How could a country that’s known for crowds, chaos and culture shock help restart my life? How could a travel destination that’s considered one of the most daunting, frustrating and challenging, help heal my wounded spirit? How could a place that presents shocking scenes of poverty and filth—like the man emerging from the sewer—inspire and motivate me?
My inner voice, however, was loud and insistent, and I spent most of 2005 saving and planning—even though I didn’t know if I would be able to stand six months of travel in India, or even live through it.
•••
“A bit of advice given to a young Native American at the time of his initiation: ‘As you go the way of life, you will see a great chasm. Jump. It is not as wide as you think.’”—Joseph Campbell
As the plane began its long descent into Indira Gandhi International Airport, I peered out the window into the darkness and saw irregularly spaced yellow flickering lights on the ground far below. I could not imagine what they signified. I could not imagine what India would be like, or what my six months’ journey would be like. I really did feel like I was jumping off the proverbial cliff. And then we landed and I smelled the acrid, intoxicating air of Delhi for the first time.

A clay vendor displaying and selling her wares.
A young woman I met on the plane, Jyotsna, stayed with me until I met Ajay, who was waiting for me at the airport exit. I had met Ajay 13 years earlier in Toronto, but had not seen him since. A mutual friend suggested he pick me up and give me a place to stay. I barely recognized him, but was deeply relieved he was there to greet me. I was like the Fool in the Tarot deck, stepping into the unknown, as I walked toward his car in the parking lot.
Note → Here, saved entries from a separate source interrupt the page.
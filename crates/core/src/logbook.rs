//! Application log book
//!
//! Every startup stage receives a [`LogContext`]: the sink plus the
//! operator identity entries are attributed to. The file-backed
//! [`LogBook`] also mirrors each event to `tracing`.

use std::fmt;
use std::fs;
use std::io::Write;
use std::path::{Path, PathBuf};
use std::sync::{Arc, Mutex};

use chrono::Local;
use directories::UserDirs;
use tracing_appender::non_blocking::{NonBlocking, WorkerGuard};
use tracing_appender::rolling::{RollingFileAppender, Rotation};

use crate::error::{Error, Result};

/// Severity of a log book entry
#[derive(Debug, Clone, Copy, PartialEq, Eq, PartialOrd, Ord)]
pub enum Level {
    Info,
    Warning,
    Error,
}

impl fmt::Display for Level {
    fn fmt(&self, f: &mut fmt::Formatter<'_>) -> fmt::Result {
        match self {
            Level::Info => write!(f, "INFO"),
            Level::Warning => write!(f, "WARNING"),
            Level::Error => write!(f, "ERROR"),
        }
    }
}

/// Destination for log book events
pub trait LogSink: Send + Sync {
    fn log_event(&self, operator: &str, category: &str, message: &str, level: Level);
}

/// Sink plus operator identity, shared read-only by all stages
#[derive(Clone)]
pub struct LogContext {
    sink: Arc<dyn LogSink>,
    operator: String,
}

impl LogContext {
    pub fn new(sink: Arc<dyn LogSink>, operator: impl Into<String>) -> Self {
        Self {
            sink,
            operator: operator.into(),
        }
    }

    pub fn operator(&self) -> &str {
        &self.operator
    }

    pub fn log(&self, category: &str, message: &str, level: Level) {
        self.sink.log_event(&self.operator, category, message, level);
    }

    pub fn info(&self, category: &str, message: &str) {
        self.log(category, message, Level::Info);
    }

    pub fn warning(&self, category: &str, message: &str) {
        self.log(category, message, Level::Warning);
    }

    pub fn error(&self, category: &str, message: &str) {
        self.log(category, message, Level::Error);
    }
}

impl fmt::Debug for LogContext {
    fn fmt(&self, f: &mut fmt::Formatter<'_>) -> fmt::Result {
        f.debug_struct("LogContext")
            .field("operator", &self.operator)
            .finish_non_exhaustive()
    }
}

/// Resolve the operator identity for log attribution
///
/// The home directory name is preferred, then the `USER`/`USERNAME`
/// environment variables.
pub fn resolve_operator() -> String {
    UserDirs::new()
        .and_then(|dirs| {
            dirs.home_dir()
                .file_name()
                .map(|name| name.to_string_lossy().into_owned())
        })
        .filter(|name| !name.is_empty())
        .or_else(|| std::env::var("USER").ok())
        .or_else(|| std::env::var("USERNAME").ok())
        .unwrap_or_else(|| "unknown".to_string())
}

/// File-backed log book
///
/// Lines go through a non-blocking `tracing-appender` writer; the worker
/// guard flushes the remainder when the book is dropped.
pub struct LogBook {
    path: PathBuf,
    writer: NonBlocking,
    _guard: WorkerGuard,
}

impl LogBook {
    /// Open (or create) the log file in append mode
    pub fn open(path: &Path) -> Result<Self> {
        let file_name = path
            .file_name()
            .and_then(|name| name.to_str())
            .ok_or_else(|| {
                Error::InvalidData(format!("log file path has no file name: {}", path.display()))
            })?;
        let directory = match path.parent() {
            Some(parent) if !parent.as_os_str().is_empty() => parent.to_path_buf(),
            _ => PathBuf::from("."),
        };
        fs::create_dir_all(&directory)?;

        let appender = RollingFileAppender::builder()
            .rotation(Rotation::NEVER)
            .filename_prefix(file_name)
            .build(&directory)?;
        let (writer, guard) = tracing_appender::non_blocking(appender);
        Ok(Self {
            path: path.to_path_buf(),
            writer,
            _guard: guard,
        })
    }

    pub fn path(&self) -> &Path {
        &self.path
    }
}

impl LogSink for LogBook {
    fn log_event(&self, operator: &str, category: &str, message: &str, level: Level) {
        match level {
            Level::Info => tracing::info!(operator, category, "{}", message),
            Level::Warning => tracing::warn!(operator, category, "{}", message),
            Level::Error => tracing::error!(operator, category, "{}", message),
        }

        let line = format_entry(operator, category, message, level);
        let mut writer = self.writer.clone();
        if let Err(e) = writeln!(writer, "{}", line) {
            tracing::warn!(error = %e, path = %self.path.display(), "Failed to queue log book entry");
        }
    }
}

fn format_entry(operator: &str, category: &str, message: &str, level: Level) -> String {
    format!(
        "{} | {} | {} | {} | {}",
        Local::now().format("%Y-%m-%d %H:%M:%S"),
        level,
        operator,
        category,
        message.replace('\n', " "),
    )
}

/// A recorded log book entry
#[derive(Debug, Clone, PartialEq, Eq)]
pub struct LogEntry {
    pub operator: String,
    pub category: String,
    pub message: String,
    pub level: Level,
}

/// In-memory sink
#[derive(Default)]
pub struct MemorySink {
    entries: Mutex<Vec<LogEntry>>,
}

impl MemorySink {
    pub fn new() -> Self {
        Self::default()
    }

    pub fn entries(&self) -> Vec<LogEntry> {
        self.entries
            .lock()
            .map(|entries| entries.clone())
            .unwrap_or_default()
    }

    /// Entries whose category matches exactly
    pub fn with_category(&self, category: &str) -> Vec<LogEntry> {
        self.entries()
            .into_iter()
            .filter(|e| e.category == category)
            .collect()
    }

    pub fn count_level(&self, level: Level) -> usize {
        self.entries().iter().filter(|e| e.level == level).count()
    }
}

impl LogSink for MemorySink {
    fn log_event(&self, operator: &str, category: &str, message: &str, level: Level) {
        if let Ok(mut entries) = self.entries.lock() {
            entries.push(LogEntry {
                operator: operator.to_string(),
                category: category.to_string(),
                message: message.to_string(),
                level,
            });
        }
    }
}
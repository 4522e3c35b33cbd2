//! Top-level crash boundary
//!
//! Wraps the whole startup path. Anything that escapes, whether a fatal
//! stage error, an unexpected error or a panic, is logged once under
//! [`CRITICAL_CATEGORY`], shown to the user in a single critical dialog,
//! and turned into a non-zero exit code.

use std::cell::OnceCell;
use std::error::Error as _;
use std::panic::{self, AssertUnwindSafe};
use std::rc::Rc;

use crate::error::{Error, Result};
use crate::logbook::LogContext;

use super::activation::panic_message;
use super::collaborators::Notifier;

pub const EXIT_FAILURE: u8 = 1;
pub const CRITICAL_CATEGORY: &str = "Critical Error";

#[derive(Debug, Clone, Copy, PartialEq, Eq)]
pub enum BoundaryOutcome {
    Completed,
    Failed { exit_code: u8 },
}

impl BoundaryOutcome {
    pub fn exit_code(&self) -> u8 {
        match self {
            BoundaryOutcome::Completed => 0,
            BoundaryOutcome::Failed { exit_code } => *exit_code,
        }
    }
}

pub struct CrashBoundary {
    notifier: Rc<dyn Notifier>,
    log: OnceCell<LogContext>,
}

impl CrashBoundary {
    pub fn new(notifier: Rc<dyn Notifier>) -> Self {
        Self {
            notifier,
            log: OnceCell::new(),
        }
    }

    /// Log context, once the guarded code has established one
    pub fn log(&self) -> Option<&LogContext> {
        self.log.get()
    }

    /// Run `body`, which receives the slot to publish its log context in
    pub fn run<F>(&self, body: F) -> BoundaryOutcome
    where
        F: FnOnce(&OnceCell<LogContext>) -> Result<()>,
    {
        let result = panic::catch_unwind(AssertUnwindSafe(|| body(&self.log)));
        let (title, message, detail) = match result {
            Ok(Ok(())) => return BoundaryOutcome::Completed,
            Ok(Err(Error::Fatal(failure))) => {
                let detail = failure.to_string();
                (failure.title, failure.message, detail)
            }
            Ok(Err(e)) => (
                CRITICAL_CATEGORY.to_string(),
                "An unexpected error occurred during startup.".to_string(),
                error_chain(&e),
            ),
            Err(payload) => (
                CRITICAL_CATEGORY.to_string(),
                "The application stopped unexpectedly during startup.".to_string(),
                format!("panic: {}", panic_message(payload.as_ref())),
            ),
        };

        self.report(&title, &message, &detail);
        BoundaryOutcome::Failed {
            exit_code: EXIT_FAILURE,
        }
    }

    fn report(&self, title: &str, message: &str, detail: &str) {
        // The reporters themselves must not take the process down
        let logged = panic::catch_unwind(AssertUnwindSafe(|| match self.log.get() {
            Some(log) => log.error(CRITICAL_CATEGORY, &format!("{title}: {detail}")),
            None => tracing::error!(title, detail, "Startup failed before logging was available"),
        }));
        if logged.is_err() {
            eprintln!("{title}: {detail}");
        }

        let dialog = format!("{message}\n\nThe application will now exit.");
        let notified = panic::catch_unwind(AssertUnwindSafe(|| {
            self.notifier.critical(title, &dialog)
        }));
        if notified.is_err() {
            tracing::error!(title, "Critical dialog could not be shown");
        }
    }
}

fn error_chain(e: &Error) -> String {
    let mut detail = e.to_string();
    let mut source = e.source();
    while let Some(cause) = source {
        let text = cause.to_string();
        if !detail.contains(&text) {
            detail.push_str(": ");
            detail.push_str(&text);
        }
        source = cause.source();
    }
    detail
}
The next morning I woke up in Ajay’s family home in South Delhi, and walked out of the fourth floor apartment onto their large, white marble terrace and into brilliant sunshine. Freezing cold when I left Canada, it was a balmy 28 degrees Celsius in Delhi. Ajay’s three-generation family was gathered together on the terrace and I joined them. A servant brought me tea, and then a stack of thick parathas (stuffed bread) and a masala omelette.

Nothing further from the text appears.